A Few Thoughts on Cognitive Overload


Abstract:

Today's workplace is a complex knowledge environment in which the flow of information is mediated by an ill understood array of technologies, at-hand resources, and shifting teams of people. Few of us believe, any longer, that office work is straightforward and procedural. We recognize that people engage in many tasks at once, often in ways that cause interference. People interact with each other and with their tools in little known ways; they constantly develop work-arounds to standard operating procedures, and their primary work space is not confined to the physical region within arm's reach, but is a distributed cluster of 2D and 3D spaces near key resources, computers, telephones and bookcases. Indeed modern workspaces now include virtual spaces -- customized computer `desktops' and applications that have their own worlds of organizational structure, information space, and workflow requirements. Given this complexity of tasks and spaces it is no wonder that workers have trouble effectively managing their office activities and coping with information. Email, telephone calls, electronic discussion groups, websites, pushed intranet news, letters and memos, faxes, stick-ems, calendars, pagers, and, of course, physical conversations and meetings, are just a few of the communicative events that bombard today's knowledge worker. The upshot is a workspace of increased complexity, saturated with multi-tasking, interruption, and profound information overload. The effect of this cognitive overload at a social level is tension with colleagues, loss of job satisfaction, and strained personal relationships. (IFTF/Gallup [97] study of Fortune 1000 workers.)

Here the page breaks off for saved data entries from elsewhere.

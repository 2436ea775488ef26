use assert_cmd::Command;
use serde_json::{json, Value};
use std::fs;
use std::path::Path;
use tempfile::TempDir;

fn temp_workspace() -> TempDir {
    let workspace = tempfile::tempdir().expect("create tempdir");
    write_fixtures(workspace.path());
    workspace
}

fn write_fixtures(dir: &Path) {
    let tokenizer = json!({
        "version": "1.0",
        "truncation": null,
        "padding": null,
        "added_tokens": [],
        "normalizer": null,
        "pre_tokenizer": { "type": "WhitespaceSplit" },
        "post_processor": null,
        "decoder": null,
        "model": {
            "type": "WordLevel",
            "vocab": {
                "<unk>": 0, "<s>": 1, "</s>": 2, "<pad>": 3,
                "hello": 4, "world": 5, "how": 6, "are": 7, "you": 8,
                "fine": 9, "thanks": 10, "bye": 11
            },
            "unk_token": "<unk>"
        }
    });
    fs::write(dir.join("tokenizer.json"), tokenizer.to_string()).expect("write tokenizer");

    let template = json!({
        "user_format": "{content}",
        "assistant_format": "{content}",
    });
    fs::write(dir.join("template.json"), template.to_string()).expect("write template");

    let records = [
        json!({
            "prompt": [{"role": "user", "content": "hello world"}],
            "response": [{"role": "assistant", "content": "fine thanks"}],
        }),
        json!({
            "prompt": [
                {"role": "user", "content": "bye"},
                {"role": "assistant", "content": "bye"},
            ],
            "response": [{"role": "assistant", "content": "bye"}],
        }),
        json!({
            "prompt": [{"role": "user", "content": "how are you"}],
            "response": [{"role": "assistant", "content": "fine"}],
        }),
    ];
    let lines = records
        .iter()
        .map(Value::to_string)
        .collect::<Vec<_>>()
        .join("\n");
    fs::write(dir.join("records.jsonl"), lines).expect("write records");
}

fn sftpack(workspace: &TempDir) -> Command {
    let mut cmd = Command::cargo_bin("sftpack").expect("binary exists");
    cmd.current_dir(workspace.path());
    cmd
}

fn read_rows(path: &Path) -> Vec<Value> {
    fs::read_to_string(path)
        .expect("read output")
        .lines()
        .map(|line| serde_json::from_str(line).expect("valid JSON line"))
        .collect()
}

fn as_numbers(value: &Value) -> Vec<i64> {
    value
        .as_array()
        .expect("array")
        .iter()
        .map(|v| v.as_i64().expect("integer"))
        .collect()
}

#[test]
fn encode_masks_prompts_and_drops_malformed_records() {
    let workspace = temp_workspace();
    sftpack(&workspace)
        .args([
            "--quiet",
            "encode",
            "records.jsonl",
            "-m",
            "tokenizer.json",
            "--template",
            "template.json",
            "--cutoff-len",
            "16",
            "--no-progress",
            "-o",
            "encoded.jsonl",
        ])
        .assert()
        .success();

    let rows = read_rows(&workspace.path().join("encoded.jsonl"));
    assert_eq!(rows.len(), 2, "malformed record is dropped");
    assert_eq!(as_numbers(&rows[0]["input_ids"]), vec![1, 4, 5, 9, 10, 2]);
    assert_eq!(
        as_numbers(&rows[0]["labels"]),
        vec![-100, -100, -100, 9, 10, 2]
    );
    assert_eq!(as_numbers(&rows[0]["attention_mask"]), vec![1; 6]);
    assert_eq!(as_numbers(&rows[1]["input_ids"]), vec![1, 6, 7, 8, 9, 2]);
}

#[test]
fn pack_emits_fixed_length_blocks_and_summary() {
    let workspace = temp_workspace();
    let stdout = sftpack(&workspace)
        .args([
            "--quiet",
            "pack",
            "records.jsonl",
            "-m",
            "tokenizer.json",
            "--pad-token",
            "<pad>",
            "--template",
            "template.json",
            "--cutoff-len",
            "8",
            "--neat",
            "--no-progress",
            "--json",
        ])
        .assert()
        .success()
        .get_output()
        .stdout
        .clone();

    let summary: Value = serde_json::from_slice(&stdout).expect("summary is valid JSON");
    assert_eq!(summary["blocks"], 2);
    assert_eq!(summary["cutoff_len"], 8);
    assert_eq!(summary["stats"]["malformed"], 1);

    let blocks = read_rows(&workspace.path().join("packed.jsonl"));
    assert_eq!(blocks.len(), 2);
    assert_eq!(
        as_numbers(&blocks[0]["input_ids"]),
        vec![1, 4, 5, 9, 10, 2, 3, 3]
    );
    assert_eq!(
        as_numbers(&blocks[0]["group_ids"]),
        vec![1, 1, 1, 1, 1, 1, 2, 2]
    );
    for block in &blocks {
        assert_eq!(as_numbers(&block["labels"]).len(), 8);
    }
}

#[test]
fn inspect_decodes_packed_groups() {
    let workspace = temp_workspace();
    sftpack(&workspace)
        .args([
            "--quiet",
            "pack",
            "records.jsonl",
            "-m",
            "tokenizer.json",
            "--template",
            "template.json",
            "--cutoff-len",
            "8",
            "--neat",
            "--no-progress",
            "-o",
            "packed.jsonl",
        ])
        .assert()
        .success();

    let stdout = sftpack(&workspace)
        .args(["inspect", "packed.jsonl", "-m", "tokenizer.json"])
        .assert()
        .success()
        .get_output()
        .stdout
        .clone();
    let text = String::from_utf8(stdout).expect("utf8 output");
    assert!(text.contains("packed block (8 tokens)"));
    assert!(text.contains("[group 1]"));
    assert!(text.contains("hello world fine thanks"));
}

#[test]
fn empty_result_fails_with_stage_message() {
    let workspace = temp_workspace();
    let malformed = json!({
        "prompt": [],
        "response": [{"role": "assistant", "content": "bye"}],
    });
    fs::write(workspace.path().join("bad.jsonl"), malformed.to_string()).expect("write");

    let output = sftpack(&workspace)
        .args([
            "--quiet",
            "encode",
            "bad.jsonl",
            "-m",
            "tokenizer.json",
            "--no-progress",
        ])
        .assert()
        .failure()
        .get_output()
        .stderr
        .clone();
    let stderr = String::from_utf8(output).expect("utf8 stderr");
    assert!(stderr.contains("cannot find valid samples"));
}

#[test]
fn fractional_epochs_are_rejected() {
    let workspace = temp_workspace();
    sftpack(&workspace)
        .args([
            "--quiet",
            "encode",
            "records.jsonl",
            "-m",
            "tokenizer.json",
            "--num-epochs",
            "1.5",
            "--no-progress",
        ])
        .assert()
        .failure();
}
use std::sync::Arc;
use std::time::Duration;

use tokio_util::sync::CancellationToken;

use busview_api::{RecordPublisher, RecordSource};
use transport_memory::{MemoryBus, MemoryBusConfig};
use window_api_server::AppState;
use window_engine::{
    BoundedWindow, IngestSettings, IngestionLoop, ProduceGateway, WindowQuery,
};

use crate::config::{ServerConfig, TransportKind};
use crate::error::ServerError;

/// How long the HTTP server gets to drain in-flight requests on shutdown.
const API_DRAIN: Duration = Duration::from_secs(5);

/// Producer-side handle kept until shutdown so pending deliveries can be flushed.
enum Outbound {
    Memory(MemoryBus),
    #[cfg(feature = "kafka")]
    Kafka(Arc<transport_kafka::KafkaPublisher>),
}

struct Transport {
    source: Box<dyn RecordSource>,
    publisher: Arc<dyn RecordPublisher>,
    outbound: Outbound,
}

fn build_transport(config: &ServerConfig) -> Result<Transport, ServerError> {
    match config.transport {
        TransportKind::Memory => {
            let bus = MemoryBus::new(
                config.topic.clone(),
                MemoryBusConfig {
                    partitions: config.memory_partitions,
                    max_batch: config.max_batch,
                    ..MemoryBusConfig::default()
                },
            )?;
            tracing::info!(
                topic = %config.topic,
                partitions = config.memory_partitions,
                "using in-process bus"
            );
            Ok(Transport {
                source: Box::new(bus.source()),
                publisher: Arc::new(bus.clone()),
                outbound: Outbound::Memory(bus),
            })
        }
        #[cfg(feature = "kafka")]
        TransportKind::Kafka => {
            let mut kafka = transport_kafka::KafkaTransportConfig::new(
                config.bootstrap.clone(),
                config.group_id.clone(),
            );
            kafka.max_batch = config.max_batch;
            kafka.consumer = config.consumer.clone();
            kafka.producer = config.producer.clone();

            let source = transport_kafka::KafkaSource::new(&kafka)?;
            let publisher = Arc::new(transport_kafka::KafkaPublisher::new(&kafka, config.topic.clone())?);
            Ok(Transport {
                source: Box::new(source),
                publisher: publisher.clone(),
                outbound: Outbound::Kafka(publisher),
            })
        }
        #[cfg(not(feature = "kafka"))]
        TransportKind::Kafka => Err(ServerError::Config {
            context: "transport",
            detail: "kafka transport requires building with --features kafka".into(),
        }),
    }
}

pub async fn run(config: ServerConfig) -> Result<(), ServerError> {
    tracing::info!(
        bootstrap = %config.bootstrap,
        topic = %config.topic,
        group = %config.group_id,
        transport = ?config.transport,
        max_messages = config.max_messages,
        "busview-server starting"
    );

    // --- Window + transport ---
    let window = Arc::new(BoundedWindow::new(config.max_messages)?);
    let Transport { source, publisher, outbound } = build_transport(&config)?;

    // --- Ingestion ---
    let mut ingest = IngestionLoop::new(
        window.clone(),
        IngestSettings {
            poll_timeout: config.poll_timeout(),
            stop_grace: config.stop_grace(),
        },
    );
    ingest.start(source, &config.topic)?;

    // --- HTTP API ---
    let token = CancellationToken::new();
    let state = AppState::new(
        WindowQuery::new(window),
        ProduceGateway::new(publisher, config.produce_timeout()),
        &config.bootstrap,
        &config.topic,
    );
    let mut api_handle = tokio::spawn(window_api_server::run(config.port, state, token.clone()));

    tracing::info!("server ready");

    // --- Wait for Ctrl+C, or the API dying on its own (e.g. bind failure) ---
    let api_early = tokio::select! {
        signal = tokio::signal::ctrl_c() => {
            signal?;
            None
        }
        res = &mut api_handle => Some(res),
    };
    tracing::info!("shutting down...");
    token.cancel();

    let api_result = match api_early {
        Some(res) => res,
        None => match tokio::time::timeout(API_DRAIN, &mut api_handle).await {
            Ok(res) => res,
            Err(_) => {
                tracing::warn!(drain = ?API_DRAIN, "http server did not drain, aborting");
                api_handle.abort();
                Ok(Ok(()))
            }
        },
    };

    if let Err(e) = ingest.stop().await {
        tracing::warn!(error = %e, "ingestion stopped with error");
    }
    tracing::info!(
        batches = ingest.batches(),
        records = ingest.records(),
        "ingestion totals"
    );

    match outbound {
        Outbound::Memory(bus) => bus.close(),
        #[cfg(feature = "kafka")]
        Outbound::Kafka(publisher) => {
            if let Err(e) = publisher.flush(Duration::from_secs(5)) {
                tracing::error!(error = %e, "producer flush error");
            }
        }
    }

    match api_result {
        Ok(res) => res?,
        Err(join) if join.is_cancelled() => {}
        Err(join) => return Err(ServerError::Task(join.to_string())),
    }

    tracing::info!("shutdown complete");
    Ok(())
}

To understand how people handle this bewildering matrix of information and activity spaces typical of modern workspaces requires close attention to the fine grain of interaction. Given the prevalence of multi-tasking and interruption: How do we switch attention from one task to another? How do we maintain control over our multiple inquiries? What do we find intrusive, distracting, or annoying? What are the effects of interruption and what sort of cognitive strategies have people developed to minimize their consequences? There is a large body of psychological literature on attention – both single and dual task attention. But the issues that concern us here, lie as much in the interaction between agent and environment as in the agent's cognitive make-up itself – an area experimental psychologists have spent less time exploring. When people adapt to their environments they not only adapt internally by altering mental processes and behavior, they also change the very environment posing the adaptive challenge. If we are to develop theories of information overload, multi-tasking, distraction, and interruption – all key components of a general theory of cognitive overload -- we will have to understand this co-evolution. We will need to understand how people dynamically manage their interaction, how they are cognitively coupled to their environments, and how they structure workflow by using the environment as a cognitive ally.

In this paper I will take a first look at some issues that arise when we set out to design real life environments in which multi-tasking, interruption and cognitive overload are the order of the day. So many specific areas for research are opened by these topics there is space to explore just two:

What is cognitive overload?
How can an understanding of the cognitive workflow in environments lead us to design better workspaces?